The second key argument they presented is the one based on inflation, a theory considered considered more solidly grounded than the highly speculative string theory and its offshoots. The equations of inflation, Kaku explained, suggest spacetime—the fabric of reality including space and time—was initially a sort of foam, like the bathtub bubbles.
New bubbles could have sprouted constantly, representing new universes, he added. Linde has argued that this occurs because the same process that spawned one inflation can reoccur in the inflating universe, beginning a new round of inflation somewhere else. This would occur when energy fields become locally concentrated in portions of the expanding universe.

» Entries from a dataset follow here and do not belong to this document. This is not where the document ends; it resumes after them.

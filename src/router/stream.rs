//! Wire framing for streaming endpoints (spec.md §6): the 8-byte Docker
//! log header for `logs`/`attach` without a TTY, and newline-delimited
//! JSON progress lines for image pulls and similar long-running POSTs.

use serde::Serialize;

use crate::image::ProgressLine;

#[derive(Debug, Clone, Copy, PartialEq, Eq)]
pub enum StreamType {
    Stdin = 0,
    Stdout = 1,
    Stderr = 2,
}

/// `byte0=stream, bytes1-3=0, bytes4-7=big-endian length`, exactly
/// spec.md §6's framing.
pub fn docker_log_header(stream: StreamType, payload_len: u32) -> [u8; 8] {
    let mut header = [0u8; 8];
    header[0] = stream as u8;
    header[4..8].copy_from_slice(&payload_len.to_be_bytes());
    header
}

pub fn frame(stream: StreamType, payload: &[u8]) -> Vec<u8> {
    let mut out = Vec::with_capacity(8 + payload.len());
    out.extend_from_slice(&docker_log_header(stream, payload.len() as u32));
    out.extend_from_slice(payload);
    out
}

#[derive(Debug, Serialize)]
struct ProgressDetail {
    current: u64,
    total: u64,
}

#[derive(Debug, Serialize)]
struct WireProgressLine {
    #[serde(skip_serializing_if = "Option::is_none")]
    id: Option<String>,
    status: String,
    #[serde(rename = "progressDetail", skip_serializing_if = "Option::is_none")]
    progress_detail: Option<ProgressDetail>,
    #[serde(skip_serializing_if = "Option::is_none")]
    progress: Option<String>,
}

/// Renders one NDJSON line (including the trailing `\n`) for an image
/// pull progress event, matching spec.md §6's field names exactly.
pub fn progress_line_json(line: &ProgressLine) -> String {
    let wire = WireProgressLine {
        id: line.id.clone(),
        status: line.status.clone(),
        progress_detail: match (line.current, line.total) {
            (Some(current), Some(total)) => Some(ProgressDetail { current, total }),
            _ => None,
        },
        progress: line.bar(),
    };
    let mut json = serde_json::to_string(&wire).unwrap_or_default();
    json.push('\n');
    json
}

#[cfg(test)]
mod tests {
    use super::*;

    #[test]
    fn header_encodes_stream_and_length_big_endian() {
        let header = docker_log_header(StreamType::Stdout, 0x0102);
        assert_eq!(header[0], 1);
        assert_eq!(&header[1..4], &[0, 0, 0]);
        assert_eq!(&header[4..8], &[0, 0, 1, 2]);
    }

    #[test]
    fn progress_line_json_includes_progress_detail_when_present() {
        let line = ProgressLine::status("Pulling fs layer");
        let json = progress_line_json(&line);
        assert!(json.contains("\"status\":\"Pulling fs layer\""));
        assert!(!json.contains("progressDetail"));
        assert!(json.ends_with('\n'));
    }
}
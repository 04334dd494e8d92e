//! `daemon status` and `daemon stop` (spec.md §6 names these as CLI
//! surface without detailing them). `status` connects to the Unix socket
//! and calls `/_ping` and `/info`; `stop` signals the running process by
//! pid, found via the pid file `start` writes next to the socket.

use std::path::PathBuf;

use anyhow::{bail, Context, Result};
use http_body_util::BodyExt;
use hyper::Request;
use hyper_util::rt::TokioIo;
use tokio::net::UnixStream;

use crate::config::Configuration;

fn pid_file_path(config: &Configuration) -> PathBuf {
    config.system.base_directory().join("arca.pid")
}

async fn unix_get(socket_path: &std::path::Path, path: &str) -> Result<String> {
    let stream = UnixStream::connect(socket_path)
        .await
        .with_context(|| format!("failed to connect to {}", socket_path.display()))?;
    let io = TokioIo::new(stream);
    let (mut sender, conn) = hyper::client::conn::http1::handshake(io).await?;
    tokio::spawn(async move {
        let _ = conn.await;
    });

    let request = Request::builder()
        .uri(path)
        .header("Host", "localhost")
        .body(http_body_util::Empty::<bytes::Bytes>::new())?;
    let response = sender.send_request(request).await?;
    let body = response.into_body().collect().await?.to_bytes();
    Ok(String::from_utf8_lossy(&body).into_owned())
}

/// Prints a short human summary of the running daemon, or reports that
/// none is reachable at the configured socket.
pub async fn status(config_path: &str) -> Result<()> {
    let config = Configuration::load(config_path).context("failed to load configuration")?;
    let socket_path = config.api.socket_path();

    match unix_get(&socket_path, "/_ping").await {
        Ok(_) => {
            println!("daemon: running");
            println!("socket: {}", socket_path.display());
            if let Ok(info) = unix_get(&socket_path, "/info").await {
                println!("info: {}", info);
            }
            if let Ok(pid) = std::fs::read_to_string(pid_file_path(&config)) {
                println!("pid: {}", pid.trim());
            }
            Ok(())
        }
        Err(e) => {
            println!("daemon: not running ({})", e);
            std::process::exit(1);
        }
    }
}

/// Sends `SIGTERM` to the pid recorded by a running `daemon start`,
/// triggering the same graceful shutdown path a ctrl_c would.
pub async fn stop(config_path: &str) -> Result<()> {
    let config = Configuration::load(config_path).context("failed to load configuration")?;
    let pid_path = pid_file_path(&config);
    let pid = std::fs::read_to_string(&pid_path)
        .with_context(|| format!("no pid file at {} — is the daemon running?", pid_path.display()))?;
    let pid = pid.trim();

    let status = std::process::Command::new("kill")
        .arg("-TERM")
        .arg(pid)
        .status()
        .context("failed to invoke kill")?;

    if !status.success() {
        bail!("failed to signal pid {}", pid);
    }
    println!("sent SIGTERM to pid {}", pid);
    Ok(())
}
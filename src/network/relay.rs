//! Per-attachment packet relay: two copy loops bridging a host-side byte
//! stream and the in-VM TAP device over vsock, cancelled together the
//! moment either side EOFs — the same `CancellationToken`-gated two-task
//! shape the teacher uses for attach/output streaming in
//! `environment/docker/power.rs`, generalized from "container stdio" to
//! "raw Ethernet frames".

use thiserror::Error;
use tokio_util::sync::CancellationToken;
use tracing::{debug, warn};

const MAX_FRAME: usize = 65_536;

#[derive(Debug, Error)]
pub enum RelayError {
    #[error("relay io error: {0}")]
    Io(String),
}

/// A running relay session for one (container, network) attachment. The
/// real endpoints are vsock streams dialed through the Runtime Adapter;
/// this type owns only the cancellation handle and the task handles, not
/// the streams themselves, since callers that already hold the streams
/// should use `spawn_with_streams`.
pub struct RelaySession {
    vsock_port: u32,
    cancel: CancellationToken,
    tasks: Vec<tokio::task::JoinHandle<()>>,
}

impl RelaySession {
    /// Placeholder session bound to a vsock port but with no live streams —
    /// used where the host/VM sides are dialed lazily (the control-plane
    /// agent assigns the port before either side is ready to connect).
    /// Call `cancel` to tear it down; there is nothing running yet to copy.
    pub fn spawn(vsock_port: u32) -> Self {
        Self { vsock_port, cancel: CancellationToken::new(), tasks: Vec::new() }
    }

    /// Start the two copy loops given both ends of the bridge. Either
    /// direction finishing (EOF or error) cancels the other.
    pub fn spawn_with_streams<A, B>(vsock_port: u32, host_side: A, vm_side: B) -> Self
    where
        A: tokio::io::AsyncRead + tokio::io::AsyncWrite + Send + Unpin + 'static,
        B: tokio::io::AsyncRead + tokio::io::AsyncWrite + Send + Unpin + 'static,
        A: Split,
        B: Split,
    {
        let cancel = CancellationToken::new();
        let (host_read, host_write) = host_side.split_halves();
        let (vm_read, vm_write) = vm_side.split_halves();

        let forward = spawn_copy_loop("host->vm", vsock_port, host_read, vm_write, cancel.clone());
        let backward = spawn_copy_loop("vm->host", vsock_port, vm_read, host_write, cancel.clone());

        Self { vsock_port, cancel, tasks: vec![forward, backward] }
    }

    pub async fn cancel(self) {
        self.cancel.cancel();
        for task in self.tasks {
            let _ = task.await;
        }
        debug!(vsock_port = self.vsock_port, "relay session torn down");
    }

    pub fn vsock_port(&self) -> u32 {
        self.vsock_port
    }
}

/// Split a duplex stream into independently ownable read/write halves.
/// `tokio::io::split` already gives this; named here so `RelaySession`
/// doesn't hard-code the concrete halves type.
pub trait Split {
    type Read: tokio::io::AsyncRead + Send + Unpin + 'static;
    type Write: tokio::io::AsyncWrite + Send + Unpin + 'static;
    fn split_halves(self) -> (Self::Read, Self::Write);
}

impl<T> Split for T
where
    T: tokio::io::AsyncRead + tokio::io::AsyncWrite + Send + Unpin + 'static,
{
    type Read = tokio::io::ReadHalf<T>;
    type Write = tokio::io::WriteHalf<T>;

    fn split_halves(self) -> (Self::Read, Self::Write) {
        tokio::io::split(self)
    }
}

fn spawn_copy_loop<R, W>(
    direction: &'static str,
    vsock_port: u32,
    mut reader: R,
    mut writer: W,
    cancel: CancellationToken,
) -> tokio::task::JoinHandle<()>
where
    R: tokio::io::AsyncRead + Send + Unpin + 'static,
    W: tokio::io::AsyncWrite + Send + Unpin + 'static,
{
    tokio::spawn(async move {
        let mut buf = vec![0u8; MAX_FRAME];
        loop {
            tokio::select! {
                _ = cancel.cancelled() => break,
                result = read_write_once(&mut reader, &mut writer, &mut buf) => {
                    match result {
                        Ok(true) => continue,
                        Ok(false) => break,
                        Err(e) => {
                            warn!(direction, vsock_port, error = %e, "relay copy loop ended");
                            break;
                        }
                    }
                }
            }
        }
        cancel.cancel();
    })
}

async fn read_write_once<R, W>(reader: &mut R, writer: &mut W, buf: &mut [u8]) -> Result<bool, RelayError>
where
    R: tokio::io::AsyncRead + Send + Unpin,
    W: tokio::io::AsyncWrite + Send + Unpin,
{
    use tokio::io::{AsyncReadExt, AsyncWriteExt};

    let n = reader.read(buf).await.map_err(|e| RelayError::Io(e.to_string()))?;
    if n == 0 {
        return Ok(false);
    }
    writer.write_all(&buf[..n]).await.map_err(|e| RelayError::Io(e.to_string()))?;
    Ok(true)
}

#[cfg(test)]
mod tests {
    use super::*;
    use tokio::io::duplex;

    #[tokio::test]
    async fn relay_forwards_bytes_until_eof() {
        let (host_a, mut host_b) = duplex(1024);
        let (vm_a, mut vm_b) = duplex(1024);

        let session = RelaySession::spawn_with_streams(42, host_a, vm_a);

        use tokio::io::{AsyncReadExt, AsyncWriteExt};
        host_b.write_all(b"hello-vm").await.unwrap();
        let mut buf = [0u8; 8];
        vm_b.read_exact(&mut buf).await.unwrap();
        assert_eq!(&buf, b"hello-vm");

        drop(host_b);
        drop(vm_b);
        session.cancel().await;
    }

    #[tokio::test]
    async fn placeholder_session_cancels_cleanly() {
        let session = RelaySession::spawn(7);
        assert_eq!(session.vsock_port(), 7);
        session.cancel().await;
    }
}
//! Daemon-global Event Bus: `/events` subscribers see a bounded replay of
//! recent history followed by a live feed, exactly as Docker's own event
//! stream behaves.

use std::collections::{HashMap, VecDeque};
use std::time::{SystemTime, UNIX_EPOCH};

use parking_lot::RwLock;
use serde::{Deserialize, Serialize};
use tokio::sync::broadcast;
use tokio_stream::wrappers::BroadcastStream;
use tokio_stream::StreamExt;

const RING_CAPACITY: usize = 1000;

#[derive(Debug, Clone, Copy, PartialEq, Eq, Serialize, Deserialize)]
#[serde(rename_all = "lowercase")]
pub enum EventType {
    Container,
    Image,
    Network,
    Volume,
}

impl EventType {
    fn as_str(&self) -> &'static str {
        match self {
            EventType::Container => "container",
            EventType::Image => "image",
            EventType::Network => "network",
            EventType::Volume => "volume",
        }
    }
}

#[derive(Debug, Clone, Serialize, Deserialize)]
pub struct Actor {
    pub id: String,
    pub attributes: HashMap<String, String>,
}

/// A single lifecycle event, matching the record shape named in the data
/// model: time, type, action, actor.
#[derive(Debug, Clone, Serialize, Deserialize)]
pub struct Event {
    pub time: i64,
    #[serde(rename = "Type")]
    pub event_type: EventType,
    pub action: String,
    pub actor: Actor,
}

impl Event {
    pub fn new(event_type: EventType, action: impl Into<String>, actor_id: impl Into<String>) -> Self {
        Self {
            time: now_unix(),
            event_type,
            action: action.into(),
            actor: Actor { id: actor_id.into(), attributes: HashMap::new() },
        }
    }

    pub fn with_attribute(mut self, key: impl Into<String>, value: impl Into<String>) -> Self {
        self.actor.attributes.insert(key.into(), value.into());
        self
    }
}

fn now_unix() -> i64 {
    SystemTime::now().duration_since(UNIX_EPOCH).map(|d| d.as_secs() as i64).unwrap_or(0)
}

/// Filter grammar mirroring Docker's `/events?filters=` query: each key
/// (type, event, container, image, network, volume, label) maps to a set
/// of acceptable values; a filter matches if every present key's set
/// contains (or is a prefix-match for labels) a corresponding attribute.
#[derive(Debug, Clone, Default)]
pub struct EventFilters {
    pub types: Vec<String>,
    pub events: Vec<String>,
    pub containers: Vec<String>,
    pub images: Vec<String>,
    pub networks: Vec<String>,
    pub volumes: Vec<String>,
    pub labels: Vec<String>,
}

impl EventFilters {
    pub fn is_empty(&self) -> bool {
        self.types.is_empty()
            && self.events.is_empty()
            && self.containers.is_empty()
            && self.images.is_empty()
            && self.networks.is_empty()
            && self.volumes.is_empty()
            && self.labels.is_empty()
    }

    pub fn matches(&self, event: &Event) -> bool {
        if !self.types.is_empty() && !self.types.iter().any(|t| t == event.event_type.as_str()) {
            return false;
        }
        if !self.events.is_empty() && !self.events.iter().any(|a| a == &event.action) {
            return false;
        }
        let id_filter = match event.event_type {
            EventType::Container => &self.containers,
            EventType::Image => &self.images,
            EventType::Network => &self.networks,
            EventType::Volume => &self.volumes,
        };
        if !id_filter.is_empty() && !id_filter.iter().any(|id| id == &event.actor.id) {
            return false;
        }
        if !self.labels.is_empty() {
            let matches_label = self.labels.iter().any(|spec| match spec.split_once('=') {
                Some((k, v)) => event.actor.attributes.get(k).map(|av| av == v).unwrap_or(false),
                None => event.actor.attributes.contains_key(spec.as_str()),
            });
            if !matches_label {
                return false;
            }
        }
        true
    }
}

struct Ring {
    buf: VecDeque<Event>,
}

impl Ring {
    fn push(&mut self, event: Event) {
        if self.buf.len() == RING_CAPACITY {
            self.buf.pop_front();
        }
        self.buf.push_back(event);
    }

    fn replay(&self, since: Option<i64>, until: Option<i64>) -> Vec<Event> {
        self.buf
            .iter()
            .filter(|e| since.map(|s| e.time >= s).unwrap_or(true))
            .filter(|e| until.map(|u| e.time <= u).unwrap_or(true))
            .cloned()
            .collect()
    }
}

/// Bounded ring of the last N events plus a live broadcast feed.
/// `subscribe` replays matching history (if `since` was given) and then
/// yields live matches until `until` passes or the caller drops the stream.
pub struct EventBus {
    ring: RwLock<Ring>,
    sender: broadcast::Sender<Event>,
}

impl EventBus {
    pub fn new() -> Self {
        let (sender, _rx) = broadcast::channel(RING_CAPACITY);
        Self { ring: RwLock::new(Ring { buf: VecDeque::with_capacity(RING_CAPACITY) }), sender }
    }

    pub fn publish(&self, event: Event) {
        self.ring.write().push(event.clone());
        let _ = self.sender.send(event);
    }

    /// Replay-then-live stream filtered per `filters`. `since`/`until` are
    /// unix timestamps; omitting `since` skips replay entirely.
    pub fn subscribe(
        &self,
        since: Option<i64>,
        until: Option<i64>,
        filters: EventFilters,
    ) -> impl tokio_stream::Stream<Item = Event> + Send + 'static {
        let replay = if since.is_some() { self.ring.read().replay(since, until) } else { Vec::new() };
        let live = BroadcastStream::new(self.sender.subscribe()).filter_map(|r| r.ok());

        let replay_stream = tokio_stream::iter(replay);
        replay_stream.chain(live).filter(move |e: &Event| {
            if let Some(u) = until {
                if e.time > u {
                    return false;
                }
            }
            filters.is_empty() || filters.matches(e)
        })
    }
}

impl Default for EventBus {
    fn default() -> Self {
        Self::new()
    }
}

#[cfg(test)]
mod tests {
    use super::*;

    #[tokio::test]
    async fn replay_then_live_delivers_in_emission_order() {
        let bus = EventBus::new();
        bus.publish(Event::new(EventType::Container, "create", "abc"));

        let mut stream = Box::pin(bus.subscribe(Some(0), None, EventFilters::default()));
        bus.publish(Event::new(EventType::Container, "start", "abc"));

        let first = stream.next().await.unwrap();
        assert_eq!(first.action, "create");
        let second = stream.next().await.unwrap();
        assert_eq!(second.action, "start");
    }

    #[test]
    fn filters_match_type_and_actor_id() {
        let e = Event::new(EventType::Container, "die", "c1").with_attribute("image", "alpine");
        let mut f = EventFilters::default();
        f.types.push("container".into());
        f.containers.push("c1".into());
        assert!(f.matches(&e));

        let mut f2 = EventFilters::default();
        f2.containers.push("other".into());
        assert!(!f2.matches(&e));
    }

    #[test]
    fn label_filter_supports_key_value_and_bare_key() {
        let e = Event::new(EventType::Container, "create", "c1").with_attribute("role", "agent");
        let mut f = EventFilters::default();
        f.labels.push("role=agent".into());
        assert!(f.matches(&e));

        let mut f2 = EventFilters::default();
        f2.labels.push("missing".into());
        assert!(!f2.matches(&e));
    }

    #[test]
    fn ring_evicts_oldest_beyond_capacity() {
        let mut ring = Ring { buf: VecDeque::new() };
        for i in 0..(RING_CAPACITY + 10) {
            ring.push(Event::new(EventType::Container, "noop", i.to_string()));
        }
        assert_eq!(ring.buf.len(), RING_CAPACITY);
        assert_eq!(ring.buf.front().unwrap().actor.id, "10");
    }
}
//! `/events` — Docker-style server-sent NDJSON feed of daemon lifecycle
//! events, replay-then-live exactly as `EventBus::subscribe` provides.

use std::collections::HashMap;

use axum::body::Body;
use axum::extract::{Query, State};
use axum::http::StatusCode;
use axum::response::Response;
use serde::Deserialize;
use tokio_stream::StreamExt;

use crate::error::DaemonError;
use crate::events::EventFilters;
use crate::network::NetworkAgentClient;
use crate::router::AppState;

#[derive(Debug, Deserialize)]
pub struct EventsQuery {
    pub since: Option<i64>,
    pub until: Option<i64>,
    pub filters: Option<String>,
}

/// Docker encodes `filters` as a JSON object of key -> array-of-values;
/// this reads the same shape into `EventFilters`' flat field layout.
fn parse_filters(raw: &str) -> EventFilters {
    let Ok(parsed) = serde_json::from_str::<HashMap<String, Vec<String>>>(raw) else {
        return EventFilters::default();
    };
    let take = |key: &str| parsed.get(key).cloned().unwrap_or_default();
    EventFilters {
        types: take("type"),
        events: take("event"),
        containers: take("container"),
        images: take("image"),
        networks: take("network"),
        volumes: take("volume"),
        labels: take("label"),
    }
}

pub async fn stream<A: NetworkAgentClient + 'static>(
    State(state): State<AppState<A>>,
    Query(query): Query<EventsQuery>,
) -> Result<Response, DaemonError> {
    let filters = query.filters.as_deref().map(parse_filters).unwrap_or_default();
    let events = state.events.subscribe(query.since, query.until, filters);

    let body_stream = events.map(|event| {
        let mut line = serde_json::to_string(&event).unwrap_or_default();
        line.push('\n');
        Ok::<_, std::io::Error>(bytes::Bytes::from(line))
    });

    Ok(Response::builder()
        .status(StatusCode::OK)
        .header("Content-Type", "application/json")
        .body(Body::from_stream(body_stream))
        .unwrap())
}
//! `/containers/:id/exec` and `/exec/*` — one-shot command execution
//! inside a running container's VM, reusing the Runtime Adapter's vsock
//! dial the same way `attach`/`logs` reuse its stdio stream.

use axum::body::Body;
use axum::extract::{Path, State};
use axum::http::StatusCode;
use axum::response::Response;
use axum::Json;
use serde::{Deserialize, Serialize};

use crate::container::{ExecConfig, ExecRecord, ExecStatus};
use crate::error::DaemonError;
use crate::network::NetworkAgentClient;
use crate::router::stream::{frame, StreamType};
use crate::router::AppState;

#[derive(Debug, Deserialize)]
pub struct CreateBody {
    #[serde(rename = "Cmd", default)]
    pub cmd: Vec<String>,
    #[serde(rename = "Env", default)]
    pub env: Vec<String>,
    #[serde(rename = "Tty", default)]
    pub tty: bool,
    #[serde(rename = "AttachStdin", default)]
    pub attach_stdin: bool,
    #[serde(rename = "AttachStdout", default = "default_true")]
    pub attach_stdout: bool,
    #[serde(rename = "AttachStderr", default = "default_true")]
    pub attach_stderr: bool,
}

fn default_true() -> bool {
    true
}

#[derive(Debug, Serialize)]
pub struct CreateResponse {
    #[serde(rename = "Id")]
    pub id: String,
}

pub async fn create<A: NetworkAgentClient + 'static>(
    State(state): State<AppState<A>>,
    Path(id): Path<String>,
    Json(body): Json<CreateBody>,
) -> Result<(StatusCode, Json<CreateResponse>), DaemonError> {
    let config = ExecConfig {
        cmd: body.cmd,
        env: body.env,
        tty: body.tty,
        attach_stdin: body.attach_stdin,
        attach_stdout: body.attach_stdout,
        attach_stderr: body.attach_stderr,
    };
    let exec = state.containers.create_exec(&id, config).await?;
    Ok((StatusCode::CREATED, Json(CreateResponse { id: exec.id })))
}

#[derive(Debug, Deserialize)]
pub struct StartBody {
    #[serde(rename = "Detach", default)]
    pub detach: bool,
    #[serde(rename = "Tty", default)]
    pub tty: bool,
}

/// `Detach: true` fires the command and returns immediately; otherwise
/// this relays the vsock stream's output back as the HTTP response body,
/// same framing `logs`/`attach` already use for a hijacked connection.
pub async fn start<A: NetworkAgentClient + 'static>(
    State(state): State<AppState<A>>,
    Path(id): Path<String>,
    Json(body): Json<StartBody>,
) -> Result<Response, DaemonError> {
    if body.detach {
        let containers = state.containers.clone();
        let exec_id = id.clone();
        tokio::spawn(async move {
            let _ = containers.start_exec(&exec_id).await;
        });
        return Ok(StatusCode::OK.into_response());
    }

    let mut stream = state.containers.start_exec(&id).await?;
    let _ = body.tty;

    let body_stream = async_stream::stream! {
        use tokio::io::AsyncReadExt;
        let mut buf = [0u8; 8192];
        loop {
            match stream.read(&mut buf).await {
                Ok(0) => break,
                Ok(n) => yield Ok::<_, std::io::Error>(bytes::Bytes::from(frame(StreamType::Stdout, &buf[..n]))),
                Err(e) => {
                    yield Err(e);
                    break;
                }
            }
        }
    };

    Ok(Response::builder()
        .status(StatusCode::OK)
        .header("Content-Type", "application/vnd.docker.raw-stream")
        .body(Body::from_stream(body_stream))
        .unwrap())
}

#[derive(Debug, Serialize)]
pub struct InspectResponse {
    #[serde(rename = "ID")]
    pub id: String,
    #[serde(rename = "ContainerID")]
    pub container_id: String,
    #[serde(rename = "Running")]
    pub running: bool,
    #[serde(rename = "ExitCode")]
    pub exit_code: Option<i64>,
}

impl From<&ExecRecord> for InspectResponse {
    fn from(r: &ExecRecord) -> Self {
        Self {
            id: r.id.clone(),
            container_id: r.container_id.clone(),
            running: r.status == ExecStatus::Running,
            exit_code: r.exit_code,
        }
    }
}

pub async fn inspect<A: NetworkAgentClient + 'static>(
    State(state): State<AppState<A>>,
    Path(id): Path<String>,
) -> Result<Json<InspectResponse>, DaemonError> {
    let exec = state.containers.get_exec(&id).await?;
    Ok(Json(InspectResponse::from(&exec)))
}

Scientists might one day create a “baby universe” in a laboratory by recreating such conditions, Kaku said. This would involve resurrecting the unimaginably high temperatures of the early universe. A spacetime foam can be recreated by literally “boiling space,” he said, adding that a sort of advanced microwave oven could do the trick.
Experiments already planned could “test the periphery” of these ideas, he added including a super-powerful particle accelerator to switch on next year, the Large Hadron Collider in Switzerland.
Randall countered that the new accelerator won’t bring particles anywhere near the level of energy needed to recreate the spacetime foam envisioned by multiverse proponents. The energies attained will be lower by a factor of 10 followed by 16 zeros.
Lawrence Krauss, professor of physics and astronomy at Case Western Reserve University in Cleveland, said the whole multiverse idea is so speculative as to border on nonsense. It’s an outcome of an old impulse, which also gave rise to the correct notion that other planets exist, he argued: “We don’t want to be alone.”
It also caters to our desire for stability, he added: the universe changes, but “the multiverse is always the same.” And if there are many universes, you don’t have to make any predictions that will subject your pet theory to awkward tests, “because there’s always one in which the answers work out.”
Krauss allowed that if some new theory successfully predicts an array of phenomena so far unexplained—for instance, the masses of all the subatomic particles—and also predicts a multiverse, he just might buy it.
But otherwise, most multiverse concepts “are extending into philosophy” rather than science, he added, “and may not be testable.”